Items from a data source
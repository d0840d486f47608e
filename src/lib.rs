pub mod activity;
pub mod budget;
pub mod calendar;
pub mod capacity;
pub mod change_log;
pub mod config;
pub mod hours;
#[cfg(feature = "http_api")]
pub mod http_api;
pub mod logging;
pub mod period;
pub mod persistence;
pub mod project;
pub mod report;
pub mod resource;
pub mod validation;
pub mod warnings;
pub mod workload;

pub use activity::{Activity, ActivityRow, NewActivity};
pub use budget::{
    BudgetAssessment, BudgetRollup, BudgetStatus, RamsDistribution, WorkPackageBudgetStatus,
    budget_status, rams_distribution,
};
pub use calendar::{CalendarError, WorkCalendar, WorkCalendarConfig, working_days};
pub use capacity::{
    CapacityOverview, CapacityStatus, CapacitySummary, EnrichedResourceCapacity,
    ResourceUtilization, capacity_for_year, enrich, enrich_on, is_over_capacity,
    monthly_capacity, monthly_capacity_on, utilization_percentage,
};
pub use change_log::{ChangeAction, ChangeLogEntry, EntityType};
pub use config::{AppConfig, ConfigError};
pub use period::{YearMonth, YearMonthParseError, days_in_month};
#[cfg(feature = "sqlite")]
pub use persistence::sqlite::SqlitePlanningStore;
pub use persistence::{
    PersistenceError, PersistenceResult, PlanningSnapshot, PlanningStore,
    load_snapshot_from_json, save_snapshot_to_json,
};
pub use project::{NewProject, NewWorkPackage, Project, RamsTag, WorkPackage};
pub use resource::{AvailabilityOverride, MonthlyAvailability, NewResource, Resource};
pub use validation::ValidationError;
pub use warnings::{CapacityWarning, Severity, WarningType, capacity_warnings};
pub use workload::{
    SplitPolicy, WorkloadBucket, WorkloadFilter, WorkloadTotals, aggregate,
    aggregate_with_policy, workload_matrix,
};
//! Hour amounts are exact to the hundredth of an hour.
//!
//! The store keeps every amount as whole hundredths and sums them as integers, so a total
//! compared against a budget or a capacity carries no accumulated float error.

pub const HUNDREDTHS_PER_HOUR: f64 = 100.0;

/// Nearest whole number of hundredths.
pub fn to_hundredths(hours: f64) -> i64 {
    (hours * HUNDREDTHS_PER_HOUR).round() as i64
}

pub fn from_hundredths(hundredths: i64) -> f64 {
    hundredths as f64 / HUNDREDTHS_PER_HOUR
}

/// `hours` snapped to the nearest hundredth, as it reads back from storage.
pub fn quantize(hours: f64) -> f64 {
    from_hundredths(to_hundredths(hours))
}
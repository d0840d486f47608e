use chrono::{NaiveDate, Weekday};
use rams_workload::calendar::{CalendarError, WorkCalendar, WorkCalendarConfig, working_days};
use rams_workload::period::YearMonth;

fn d(y: i32, m: u32, day: u32) -> NaiveDate {
    NaiveDate::from_ymd_opt(y, m, day).unwrap()
}

#[test]
fn leap_february_2024_has_21_working_days() {
    assert_eq!(working_days(2024, 2), 21);
    assert_eq!(WorkCalendar::default().working_days(2024, 2), 21);
}

#[test]
fn working_days_for_sample_months() {
    // January 2024 starts on a Monday, March 2024 on a Friday.
    assert_eq!(working_days(2024, 1), 23);
    assert_eq!(working_days(2024, 3), 21);
    assert_eq!(working_days(2023, 2), 20);
}

#[test]
fn invalid_month_counts_no_days() {
    assert_eq!(working_days(2024, 13), 0);
    assert_eq!(working_days(2024, 0), 0);
    assert_eq!(WorkCalendar::default().working_days(2024, 13), 0);
}

#[test]
fn default_calendar_weekends_unavailable() {
    let cal = WorkCalendar::default();
    // 2025-01-04 is a Saturday, 2025-01-05 a Sunday.
    assert!(!cal.is_available(d(2025, 1, 4)));
    assert!(!cal.is_available(d(2025, 1, 5)));
    assert!(cal.is_available(d(2025, 1, 6)));
}

#[test]
fn holidays_reduce_monthly_working_days() {
    let mut cal = WorkCalendar::default();
    assert_eq!(cal.working_days(2024, 12), 22);
    cal.add_holiday(d(2024, 12, 25));
    assert_eq!(cal.working_days(2024, 12), 21);
    // A holiday on a weekend changes nothing.
    cal.add_holiday(d(2024, 12, 28));
    assert_eq!(cal.working_days(2024, 12), 21);
}

#[test]
fn holidays_only_apply_to_their_own_date() {
    let mut cal = WorkCalendar::default();
    cal.add_holidays(&[d(2024, 12, 24), d(2026, 12, 24)]);
    assert!(!cal.is_available(d(2024, 12, 24)));
    assert!(!cal.is_available(d(2026, 12, 24)));
    assert!(cal.is_available(d(2025, 12, 24)));
}

#[test]
fn four_day_week_counts_monday_to_thursday() {
    let cal = WorkCalendar::custom(
        [Weekday::Mon, Weekday::Tue, Weekday::Wed, Weekday::Thu],
        Vec::new(),
    )
    .unwrap();
    // February 2024 has four Fridays.
    assert_eq!(cal.working_days_in(YearMonth::new(2024, 2).unwrap()), 17);
}

#[test]
fn count_available_days_is_inclusive() {
    let cal = WorkCalendar::default();
    assert_eq!(cal.count_available_days(d(2024, 1, 1), d(2024, 1, 5)), 5);
    assert_eq!(cal.count_available_days(d(2024, 1, 6), d(2024, 1, 7)), 0);
    assert_eq!(cal.count_available_days(d(2024, 1, 5), d(2024, 1, 1)), 0);
}

#[test]
fn calendar_config_round_trips_through_json() {
    let cal = WorkCalendar::custom(
        [Weekday::Tue, Weekday::Mon, Weekday::Mon],
        [d(2024, 5, 1), d(2024, 1, 1)],
    )
    .unwrap();
    let config = cal.to_config();
    assert_eq!(config.working_days(), &[Weekday::Mon, Weekday::Tue]);
    assert_eq!(config.holidays(), &[d(2024, 1, 1), d(2024, 5, 1)]);

    let json = serde_json::to_string(&config).unwrap();
    let parsed: WorkCalendarConfig = serde_json::from_str(&json).unwrap();
    let rebuilt = WorkCalendar::from_config(&parsed).unwrap();
    assert_eq!(rebuilt, cal);
}

#[test]
fn calendar_without_working_days_is_rejected() {
    let err = WorkCalendar::custom(Vec::<Weekday>::new(), Vec::new()).unwrap_err();
    assert_eq!(err, CalendarError::NoWorkingDays);
}
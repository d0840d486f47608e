use crate::period::YearMonth;
use serde::{Deserialize, Serialize};
use std::collections::BTreeMap;

/// Sparse per-month availability. A month without an entry uses the calendar's working days.
pub type MonthlyAvailability = BTreeMap<YearMonth, AvailabilityOverride>;

/// Explicit availability for one month (vacation, part-time month, secondment).
#[derive(Debug, Clone, Default, PartialEq, Serialize, Deserialize)]
pub struct AvailabilityOverride {
    /// Days the resource can work that month. `Some(0)` is a full-month absence.
    #[serde(default, skip_serializing_if = "Option::is_none")]
    pub available_days: Option<u32>,
}

impl AvailabilityOverride {
    pub fn days(available_days: u32) -> Self {
        Self {
            available_days: Some(available_days),
        }
    }
}

/// A person whose weekly contract hours are planned against work packages.
#[derive(Debug, Clone, PartialEq, Serialize, Deserialize)]
pub struct Resource {
    pub id: i64,
    pub name: String,
    /// Hours per five-day week (typically 35 or 40).
    pub contract_hours: f64,
    #[serde(default)]
    pub monthly_availability_overrides: MonthlyAvailability,
}

#[derive(Debug, Clone, PartialEq, Serialize, Deserialize)]
pub struct NewResource {
    pub name: String,
    pub contract_hours: f64,
    #[serde(default)]
    pub monthly_availability_overrides: MonthlyAvailability,
}

impl NewResource {
    pub fn new(name: impl Into<String>, contract_hours: f64) -> Self {
        Self {
            name: name.into(),
            contract_hours,
            monthly_availability_overrides: MonthlyAvailability::new(),
        }
    }

    pub fn with_override(mut self, month: YearMonth, available_days: u32) -> Self {
        self.monthly_availability_overrides
            .insert(month, AvailabilityOverride::days(available_days));
        self
    }
}

impl Resource {
    pub fn from_new(id: i64, new: NewResource) -> Self {
        Self {
            id,
            name: new.name,
            contract_hours: new.contract_hours,
            monthly_availability_overrides: new.monthly_availability_overrides,
        }
    }

    pub fn to_new(&self) -> NewResource {
        NewResource {
            name: self.name.clone(),
            contract_hours: self.contract_hours,
            monthly_availability_overrides: self.monthly_availability_overrides.clone(),
        }
    }

    /// Override days for `month`, or `None` when the default working days apply.
    pub fn available_days_override(&self, month: YearMonth) -> Option<u32> {
        self.monthly_availability_overrides
            .get(&month)
            .and_then(|o| o.available_days)
    }
}

#[cfg(test)]
mod tests {
    use super::*;

    #[test]
    fn overrides_round_trip_through_month_keyed_json() {
        let march = YearMonth::new(2024, 3).unwrap();
        let resource = Resource::from_new(7, NewResource::new("Ana", 40.0).with_override(march, 0));
        let json = serde_json::to_value(&resource).unwrap();
        assert_eq!(
            json["monthly_availability_overrides"]["2024-03"]["available_days"],
            serde_json::json!(0)
        );

        let parsed: Resource = serde_json::from_value(json).unwrap();
        assert_eq!(parsed.available_days_override(march), Some(0));
        assert_eq!(
            parsed.available_days_override(YearMonth::new(2024, 4).unwrap()),
            None
        );
    }

    #[test]
    fn override_without_days_is_treated_as_absent() {
        let json = r#"{"id":1,"name":"Bo","contract_hours":35,
            "monthly_availability_overrides":{"2024-01":{}}}"#;
        let resource: Resource = serde_json::from_str(json).unwrap();
        assert_eq!(
            resource.available_days_override(YearMonth::new(2024, 1).unwrap()),
            None
        );
    }
}
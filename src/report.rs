//! CSV exports of the capacity, budget, RAMS and workload views.
//!
//! Every writer takes any `io::Write`, so the same code backs file exports in the CLI and
//! download responses in the HTTP API.

use crate::budget::{RamsDistribution, WorkPackageBudgetStatus};
use crate::capacity::{EnrichedResourceCapacity, round_to_hundredths};
use crate::persistence::PersistenceResult;
use crate::workload::WorkloadBucket;
use serde::Serialize;
use std::io::Write;

const MONTH_NAMES: [&str; 12] = [
    "January",
    "February",
    "March",
    "April",
    "May",
    "June",
    "July",
    "August",
    "September",
    "October",
    "November",
    "December",
];

/// English month name, or an empty string outside 1..=12.
pub fn month_name(month: u32) -> &'static str {
    month
        .checked_sub(1)
        .and_then(|idx| MONTH_NAMES.get(idx as usize))
        .copied()
        .unwrap_or("")
}

#[derive(Serialize)]
struct CapacityCsvRecord<'a> {
    #[serde(rename = "Resource Name")]
    name: &'a str,
    #[serde(rename = "Contract Hours")]
    contract_hours: f64,
    #[serde(rename = "Working Days")]
    working_days: u32,
    #[serde(rename = "Monthly Capacity (h)")]
    monthly_capacity: f64,
    #[serde(rename = "Planned Hours (h)")]
    total_planned_hours: f64,
    #[serde(rename = "Available Hours (h)")]
    available_hours: f64,
    #[serde(rename = "Utilization %")]
    utilization_percentage: f64,
    #[serde(rename = "Status")]
    capacity_status: &'static str,
}

#[derive(Serialize)]
struct BudgetCsvRecord<'a> {
    #[serde(rename = "Project")]
    project_name: &'a str,
    #[serde(rename = "Work Package")]
    work_package_name: &'a str,
    #[serde(rename = "RAMS Tag")]
    rams_tag: &'a str,
    #[serde(rename = "Standard Effort (h)")]
    standard_effort_hours: f64,
    #[serde(rename = "Planned Hours (h)")]
    total_planned_hours: f64,
    #[serde(rename = "Hours Remaining (h)")]
    hours_remaining: f64,
    #[serde(rename = "Status")]
    budget_status: &'static str,
}

#[derive(Serialize)]
struct RamsCsvRecord<'a> {
    #[serde(rename = "RAMS Tag")]
    rams_tag: &'a str,
    #[serde(rename = "Total Work Packages")]
    work_package_count: usize,
    #[serde(rename = "Total Standard Hours")]
    total_standard_hours: f64,
    #[serde(rename = "Total Planned Hours")]
    total_planned_hours: f64,
    #[serde(rename = "Total Resources")]
    resource_count: usize,
}

#[derive(Serialize)]
struct WorkloadCsvRecord<'a> {
    #[serde(rename = "Resource")]
    resource_name: &'a str,
    #[serde(rename = "Project")]
    project_name: &'a str,
    #[serde(rename = "Month")]
    month: &'static str,
    #[serde(rename = "Total Hours")]
    total_hours: String,
    #[serde(rename = "Work Packages")]
    work_packages: String,
}

pub fn write_capacity_report<W: Write>(
    writer: W,
    resources: &[EnrichedResourceCapacity],
) -> PersistenceResult<()> {
    let mut writer = csv::Writer::from_writer(writer);
    for resource in resources {
        writer.serialize(CapacityCsvRecord {
            name: &resource.name,
            contract_hours: resource.contract_hours,
            working_days: resource.working_days,
            monthly_capacity: round_to_hundredths(resource.monthly_capacity),
            total_planned_hours: round_to_hundredths(resource.total_planned_hours),
            available_hours: round_to_hundredths(resource.available_hours),
            utilization_percentage: resource.utilization_percentage,
            capacity_status: resource.capacity_status.as_str(),
        })?;
    }
    writer.flush()?;
    Ok(())
}

pub fn write_budget_report<W: Write>(
    writer: W,
    statuses: &[WorkPackageBudgetStatus],
) -> PersistenceResult<()> {
    let mut writer = csv::Writer::from_writer(writer);
    for status in statuses {
        writer.serialize(BudgetCsvRecord {
            project_name: &status.project_name,
            work_package_name: &status.work_package_name,
            rams_tag: status.rams_tag.as_str(),
            standard_effort_hours: status.standard_effort_hours,
            total_planned_hours: round_to_hundredths(status.total_planned_hours),
            hours_remaining: round_to_hundredths(status.hours_remaining),
            budget_status: status.budget_status.as_str(),
        })?;
    }
    writer.flush()?;
    Ok(())
}

pub fn write_rams_distribution_report<W: Write>(
    writer: W,
    distribution: &[RamsDistribution],
) -> PersistenceResult<()> {
    let mut writer = csv::Writer::from_writer(writer);
    for group in distribution {
        writer.serialize(RamsCsvRecord {
            rams_tag: group.rams_tag.as_str(),
            work_package_count: group.work_package_count,
            total_standard_hours: round_to_hundredths(group.total_standard_hours),
            total_planned_hours: round_to_hundredths(group.total_planned_hours),
            resource_count: group.resource_count,
        })?;
    }
    writer.flush()?;
    Ok(())
}

/// One row per bucket; work package names are de-duplicated in first-seen order.
pub fn write_workload_report<W: Write>(
    writer: W,
    buckets: &[WorkloadBucket],
) -> PersistenceResult<()> {
    let mut writer = csv::Writer::from_writer(writer);
    for bucket in buckets {
        let mut names: Vec<&str> = Vec::new();
        for contribution in &bucket.activities {
            if !names.contains(&contribution.work_package_name.as_str()) {
                names.push(&contribution.work_package_name);
            }
        }
        writer.serialize(WorkloadCsvRecord {
            resource_name: &bucket.resource_name,
            project_name: &bucket.project_name,
            month: month_name(bucket.month),
            total_hours: format!("{:.2}", round_to_hundredths(bucket.total_hours)),
            work_packages: names.join("; "),
        })?;
    }
    writer.flush()?;
    Ok(())
}

#[cfg(test)]
mod tests {
    use super::*;

    #[test]
    fn month_names_cover_the_year_only() {
        assert_eq!(month_name(1), "January");
        assert_eq!(month_name(12), "December");
        assert_eq!(month_name(0), "");
        assert_eq!(month_name(13), "");
    }
}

TASK DETAILS. Note every line of the records that holds the word "AvailabilityOverride", and copy it.

OUTPUT FOR THIS TASK.
pub use resource::{AvailabilityOverride, MonthlyAvailability, NewResource, Resource};
pub type MonthlyAvailability = BTreeMap<YearMonth, AvailabilityOverride>;
pub struct AvailabilityOverride {
impl AvailabilityOverride {
            .insert(month, AvailabilityOverride::days(available_days));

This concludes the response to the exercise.